Mock, 29, who maintained her composure throughout, calmly replied, “Being offensive and being kind are not mutually exclusive things. We can be good people but be ignorant. It’s about understanding.”

Maybe Morgan would not have stumbled so badly had he read her book before having her on.

Instead, he seemed to have based his interview on a 2011 Marie Claire magazine profile of Mock that was called “I Was Born a Boy” and opened with her trip, at 18, to Thailand for gender reassignment surgery.

It was written in the first person, although Mock said she did not write the piece. In her book, she explained that although it was exciting to see her life story in print, she didn’t feel that the piece -- which was based on interviews, emails and phone calls with her -- “was really my story.”

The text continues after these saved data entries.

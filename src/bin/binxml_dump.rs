use anyhow::{Context, Result, bail, format_err};
use clap::{Arg, ArgAction, ArgMatches, Command};
use dialoguer::Confirm;
use indoc::indoc;

use encoding::all::encodings;
use encoding::types::Encoding;
use even6_binxml::{BinXmlParser, ParserSettings};
use log::{Level, LevelFilter, info};
use simplelog::{ColorChoice, Config, TermLogger, TerminalMode};

use std::fs::{self, File};
use std::io::{self, Write};
use std::path::{Path, PathBuf};
use std::process::exit;

#[derive(Copy, Clone, Debug, PartialEq, Eq)]
pub enum BinXmlOutputFormat {
    Json,
    Xml,
}

struct BinXmlDump {
    parser_settings: ParserSettings,
    inputs: Vec<PathBuf>,
    output_format: BinXmlOutputFormat,
    output: Box<dyn Write>,
    verbosity_level: Option<Level>,
    stop_after_error: bool,
}

impl BinXmlDump {
    pub fn from_cli_matches(matches: &ArgMatches) -> Result<Self> {
        let inputs: Vec<PathBuf> = matches
            .get_many::<String>("INPUT")
            .ok_or_else(|| format_err!("At least one input file is required"))?
            .map(PathBuf::from)
            .collect();

        let output_format = match matches
            .get_one::<String>("output-format")
            .map(String::as_str)
            .unwrap_or("xml")
        {
            "json" => BinXmlOutputFormat::Json,
            _ => BinXmlOutputFormat::Xml,
        };

        let num_threads = matches
            .get_one::<usize>("num-threads")
            .copied()
            .unwrap_or(0);

        let num_threads = match (cfg!(feature = "multithreading"), num_threads) {
            (true, number) => number,
            (false, 0 | 1) => 1,
            (false, _) => {
                eprintln!(
                    "turned on threads, but library was compiled without `multithreading` feature! using fallback sequential decoding"
                );
                1
            }
        };

        let verbosity_level = match matches.get_count("verbose") {
            0 => None,
            1 => Some(Level::Info),
            2 => Some(Level::Debug),
            3 => Some(Level::Trace),
            _ => {
                eprintln!("using more than  -vvv does not affect verbosity level");
                Some(Level::Trace)
            }
        };

        let codec_name = matches
            .get_one::<String>("ansi-codec")
            .map(String::as_str)
            .unwrap_or("windows-1252");

        let ansi_codec = encodings()
            .iter()
            .find(|c| c.name() == codec_name)
            .ok_or_else(|| format_err!("Unknown ansi codec `{}`", codec_name))?;

        let output: Box<dyn Write> = if let Some(path) = matches.get_one::<String>("output-target")
        {
            let file =
                Self::create_output_file(path, !matches.get_flag("no-confirm-overwrite"))
                    .with_context(|| format!("An error occurred while creating output file at `{}`", path))?;
            Box::new(file)
        } else {
            Box::new(io::stdout())
        };

        Ok(BinXmlDump {
            parser_settings: ParserSettings::new()
                .num_threads(num_threads)
                .escape_text(!matches.get_flag("no-escape"))
                .ansi_codec(*ansi_codec),
            inputs,
            output_format,
            output,
            verbosity_level,
            stop_after_error: matches.get_flag("stop-after-error"),
        })
    }

    /// Main entry point for `BinXmlDump`
    pub fn run(&mut self) -> Result<()> {
        self.try_to_initialize_logging();

        let mut paths = Vec::with_capacity(self.inputs.len());
        let mut buffers = Vec::with_capacity(self.inputs.len());
        for path in &self.inputs {
            match fs::read(path) {
                Ok(data) => {
                    paths.push(path);
                    buffers.push(data);
                }
                Err(e) => {
                    let e = format_err!(
                        "Failed to open file {}.\n\tcaused by: {}",
                        path.display(),
                        e
                    );
                    if self.stop_after_error {
                        return Err(e);
                    }
                    eprintln!("{:?}", e);
                }
            }
        }
        info!("Loaded {} of {} inputs", buffers.len(), self.inputs.len());

        let parser = BinXmlParser::new().with_configuration(self.parser_settings.clone());

        let outputs: Vec<_> = match self.output_format {
            BinXmlOutputFormat::Xml => parser
                .render_many(&buffers)
                .into_iter()
                .map(|r| r.map_err(anyhow::Error::from))
                .collect(),
            BinXmlOutputFormat::Json => parser
                .decode_many(&buffers)
                .into_iter()
                .map(|r| r.and_then(|doc| doc.to_json()).map_err(anyhow::Error::from))
                .collect(),
        };

        for (path, output) in paths.into_iter().zip(outputs) {
            match output {
                Ok(text) => writeln!(self.output, "{}", text)?,
                Err(e) => {
                    let e = e.context(format!("Failed to decode {}", path.display()));
                    if self.stop_after_error {
                        return Err(e);
                    }
                    eprintln!("{:?}", e);
                }
            }
        }

        self.output.flush()?;
        Ok(())
    }

    /// If `prompt` is passed, will display a confirmation prompt before overwriting files.
    fn create_output_file(path: impl AsRef<Path>, prompt: bool) -> Result<File> {
        let p = path.as_ref();

        if p.is_dir() {
            bail!(
                "There is a directory at {}, refusing to overwrite",
                p.display()
            );
        }

        if p.exists() {
            if prompt {
                match Confirm::new()
                    .with_prompt(format!(
                        "Are you sure you want to override output file at {}",
                        p.display()
                    ))
                    .default(false)
                    .interact()
                {
                    Ok(true) => Ok(File::create(p)?),
                    Ok(false) => bail!("Cancelled"),
                    Err(e) => bail!(
                        "Failed to write confirmation prompt to term caused by\n{}",
                        e
                    ),
                }
            } else {
                Ok(File::create(p)?)
            }
        } else {
            // Ok to assume p is not an existing directory
            match p.parent() {
                Some(parent) => {
                    if !parent.as_os_str().is_empty() && !parent.exists() {
                        fs::create_dir_all(parent)?;
                    }
                    Ok(File::create(p)?)
                }
                None => bail!("Output file cannot be root."),
            }
        }
    }

    fn try_to_initialize_logging(&self) {
        if let Some(level) = self.verbosity_level {
            if let Err(e) = TermLogger::init(
                level.to_level_filter(),
                Config::default(),
                TerminalMode::Stderr,
                ColorChoice::Auto,
            ) {
                eprintln!("Failed to initialize logging: {}", e);
            }
        } else {
            log::set_max_level(LevelFilter::Off);
        }
    }
}

fn command() -> Command {
    Command::new("BinXML Dump")
        .version(env!("CARGO_PKG_VERSION"))
        .about("Utility to decode and render MS-EVEN6 BinXML payloads")
        .arg(
            Arg::new("INPUT")
                .required(true)
                .num_args(1..)
                .help("Files holding raw BinXML bytes, one document per file."),
        )
        .arg(
            Arg::new("num-threads")
                .short('t')
                .long("threads")
                .default_value("0")
                .value_parser(clap::value_parser!(usize))
                .help("Sets the number of worker threads, defaults to number of CPU cores."),
        )
        .arg(
            Arg::new("output-format")
                .short('o')
                .long("format")
                .value_parser(["xml", "json"])
                .default_value("xml")
                .help("Sets the output format")
                .long_help(indoc!(
                    r#"
                    Sets the output format:
                        "xml"   - prints the rendered XML, one document per line.
                        "json"  - prints the decoded document tree as JSON.
                    "#
                )),
        )
        .arg(
            Arg::new("output-target")
                .long("output")
                .short('f')
                .action(ArgAction::Set)
                .help(indoc!(
                    "Writes output to the file specified instead of stdout, errors will still be printed to stderr.
                     Will ask for confirmation before overwriting files, to allow overwriting, pass `--no-confirm-overwrite`
                     Will create parent directories if needed."
                )),
        )
        .arg(
            Arg::new("no-confirm-overwrite")
                .long("no-confirm-overwrite")
                .action(ArgAction::SetTrue)
                .help("When set, will not ask for confirmation before overwriting files, useful for automation"),
        )
        .arg(
            Arg::new("no-escape")
                .long("no-escape")
                .action(ArgAction::SetTrue)
                .help("When set, text and attribute values are written without XML escaping."),
        )
        .arg(
            Arg::new("ansi-codec")
                .long("ansi-codec")
                .value_parser(
                    encodings()
                        .iter()
                        .filter(|&e| e.raw_decoder().is_ascii_compatible())
                        .map(|e| e.name())
                        .collect::<Vec<&'static str>>(),
                )
                .default_value(encoding::all::WINDOWS_1252.name())
                .help("When set, controls the codec of ansi encoded strings."),
        )
        .arg(
            Arg::new("stop-after-error")
                .long("stop-after-error")
                .action(ArgAction::SetTrue)
                .help("When set, stops at the first input that fails and exits with an error."),
        )
        .arg(
            Arg::new("verbose")
                .short('v')
                .action(ArgAction::Count)
                .help(indoc!(
                    r#"
                    -v   - info
                    -vv  - debug
                    -vvv - trace
                    NOTE: trace output is only available in debug builds, as it is extremely verbose."#
                )),
        )
}

fn main() {
    let matches = command().get_matches();

    let result = BinXmlDump::from_cli_matches(&matches).and_then(|mut app| app.run());
    if let Err(e) = result {
        eprintln!("{:?}", e);
        exit(1);
    }
}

“That piece should not have been the basis of our interview,” Mock chided Morgan. After all, she added, she had just spent three years writing her memoir, a rich story about her Hawaiian childhood and her years-long path to self-acceptance.

Morgan pressed on: “I want to learn why it is so offensive to say you grew up as a boy … and had surgery to become a woman. Why is it offensive?”

“It’s not about what surgeries I may or may not have had,” Mock said. “It’s not about how I disclose my gender to people. It’s about who I am right now.... I am a fierce trans advocate.”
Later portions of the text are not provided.